- TASK REQUIREMENTS -
Please copy out every line in the entries that includes the word "impl".

- Stored items -
== == ==

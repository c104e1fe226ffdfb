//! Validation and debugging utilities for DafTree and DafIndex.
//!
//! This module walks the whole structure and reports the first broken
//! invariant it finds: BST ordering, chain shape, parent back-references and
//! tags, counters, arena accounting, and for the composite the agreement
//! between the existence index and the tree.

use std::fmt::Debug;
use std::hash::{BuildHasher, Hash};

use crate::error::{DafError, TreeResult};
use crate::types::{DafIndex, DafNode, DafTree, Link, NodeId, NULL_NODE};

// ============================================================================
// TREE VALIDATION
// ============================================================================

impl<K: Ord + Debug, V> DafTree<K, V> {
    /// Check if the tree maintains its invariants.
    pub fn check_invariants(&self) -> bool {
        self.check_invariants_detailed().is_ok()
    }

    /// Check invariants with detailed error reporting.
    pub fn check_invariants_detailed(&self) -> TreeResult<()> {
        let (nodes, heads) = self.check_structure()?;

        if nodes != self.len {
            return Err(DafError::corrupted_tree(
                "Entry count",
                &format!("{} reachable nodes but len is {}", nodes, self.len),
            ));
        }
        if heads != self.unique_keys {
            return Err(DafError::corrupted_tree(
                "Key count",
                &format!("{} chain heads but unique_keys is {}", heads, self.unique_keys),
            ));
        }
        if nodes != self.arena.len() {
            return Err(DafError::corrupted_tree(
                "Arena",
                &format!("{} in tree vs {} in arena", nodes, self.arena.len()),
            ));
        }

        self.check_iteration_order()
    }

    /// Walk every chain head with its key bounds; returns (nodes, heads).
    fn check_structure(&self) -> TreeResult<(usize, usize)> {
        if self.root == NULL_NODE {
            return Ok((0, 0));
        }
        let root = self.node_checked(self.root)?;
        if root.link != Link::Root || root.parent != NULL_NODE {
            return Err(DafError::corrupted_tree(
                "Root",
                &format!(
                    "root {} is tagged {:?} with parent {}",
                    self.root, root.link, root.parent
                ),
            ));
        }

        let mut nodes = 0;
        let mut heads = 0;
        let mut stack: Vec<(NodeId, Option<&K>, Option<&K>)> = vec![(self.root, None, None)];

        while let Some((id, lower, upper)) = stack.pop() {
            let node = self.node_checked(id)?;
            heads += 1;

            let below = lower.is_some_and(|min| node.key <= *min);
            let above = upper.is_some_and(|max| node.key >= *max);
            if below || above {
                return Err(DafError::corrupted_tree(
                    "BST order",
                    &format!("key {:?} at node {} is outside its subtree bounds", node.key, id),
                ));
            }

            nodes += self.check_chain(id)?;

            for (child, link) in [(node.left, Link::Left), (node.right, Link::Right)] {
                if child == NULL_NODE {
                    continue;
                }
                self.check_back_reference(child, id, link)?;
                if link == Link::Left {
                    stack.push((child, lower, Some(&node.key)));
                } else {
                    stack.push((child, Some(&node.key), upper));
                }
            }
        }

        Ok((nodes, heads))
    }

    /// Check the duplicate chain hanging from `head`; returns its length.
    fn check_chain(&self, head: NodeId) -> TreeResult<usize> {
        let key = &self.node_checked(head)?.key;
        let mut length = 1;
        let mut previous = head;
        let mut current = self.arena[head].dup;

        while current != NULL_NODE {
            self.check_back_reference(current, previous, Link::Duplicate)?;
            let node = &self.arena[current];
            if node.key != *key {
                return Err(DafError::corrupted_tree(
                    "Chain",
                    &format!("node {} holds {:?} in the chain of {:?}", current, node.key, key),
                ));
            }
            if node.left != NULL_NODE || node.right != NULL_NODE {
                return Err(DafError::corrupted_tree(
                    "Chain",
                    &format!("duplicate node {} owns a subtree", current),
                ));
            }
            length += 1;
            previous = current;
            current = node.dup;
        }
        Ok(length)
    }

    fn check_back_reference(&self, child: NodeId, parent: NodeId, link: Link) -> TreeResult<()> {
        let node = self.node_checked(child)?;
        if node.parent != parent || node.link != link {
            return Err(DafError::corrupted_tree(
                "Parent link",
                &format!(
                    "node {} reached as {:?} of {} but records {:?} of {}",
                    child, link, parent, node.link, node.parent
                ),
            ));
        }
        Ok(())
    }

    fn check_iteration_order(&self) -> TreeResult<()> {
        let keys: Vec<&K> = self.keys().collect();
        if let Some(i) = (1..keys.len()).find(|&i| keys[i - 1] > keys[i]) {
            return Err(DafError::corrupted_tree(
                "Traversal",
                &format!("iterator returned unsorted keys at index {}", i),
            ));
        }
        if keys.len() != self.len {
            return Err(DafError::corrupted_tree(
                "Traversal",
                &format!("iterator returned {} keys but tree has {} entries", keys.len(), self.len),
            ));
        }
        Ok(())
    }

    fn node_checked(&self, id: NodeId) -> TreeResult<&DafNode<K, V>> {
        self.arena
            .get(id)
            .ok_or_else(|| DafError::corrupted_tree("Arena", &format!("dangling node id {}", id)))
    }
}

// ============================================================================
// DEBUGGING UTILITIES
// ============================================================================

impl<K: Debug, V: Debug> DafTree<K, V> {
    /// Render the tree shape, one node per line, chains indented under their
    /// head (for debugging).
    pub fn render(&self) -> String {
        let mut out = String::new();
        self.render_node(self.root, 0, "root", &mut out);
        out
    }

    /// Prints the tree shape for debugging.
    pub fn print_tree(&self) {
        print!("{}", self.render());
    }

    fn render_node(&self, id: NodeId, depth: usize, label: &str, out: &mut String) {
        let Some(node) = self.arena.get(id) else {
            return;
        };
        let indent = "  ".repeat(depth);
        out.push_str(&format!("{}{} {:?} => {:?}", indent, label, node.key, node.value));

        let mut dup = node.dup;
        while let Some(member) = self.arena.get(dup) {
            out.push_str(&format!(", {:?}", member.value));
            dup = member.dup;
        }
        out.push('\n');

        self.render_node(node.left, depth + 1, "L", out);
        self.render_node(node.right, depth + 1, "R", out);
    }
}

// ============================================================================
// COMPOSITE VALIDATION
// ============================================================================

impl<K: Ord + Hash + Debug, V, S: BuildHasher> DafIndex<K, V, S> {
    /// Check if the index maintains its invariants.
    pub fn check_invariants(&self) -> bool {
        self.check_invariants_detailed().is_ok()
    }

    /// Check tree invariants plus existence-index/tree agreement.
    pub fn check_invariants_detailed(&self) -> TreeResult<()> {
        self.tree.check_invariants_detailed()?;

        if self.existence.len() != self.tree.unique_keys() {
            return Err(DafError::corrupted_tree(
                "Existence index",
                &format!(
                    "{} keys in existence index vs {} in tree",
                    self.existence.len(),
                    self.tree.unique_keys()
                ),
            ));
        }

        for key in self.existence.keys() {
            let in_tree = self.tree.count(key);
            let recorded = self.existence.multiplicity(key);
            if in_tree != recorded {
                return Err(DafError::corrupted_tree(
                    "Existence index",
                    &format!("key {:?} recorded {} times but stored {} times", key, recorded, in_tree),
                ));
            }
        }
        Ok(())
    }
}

== == ==

- OUTPUT BELOW -
impl<K: Ord + Debug, V> DafTree<K, V> {
impl<K: Debug, V: Debug> DafTree<K, V> {
impl<K: Ord + Hash + Debug, V, S: BuildHasher> DafIndex<K, V, S> {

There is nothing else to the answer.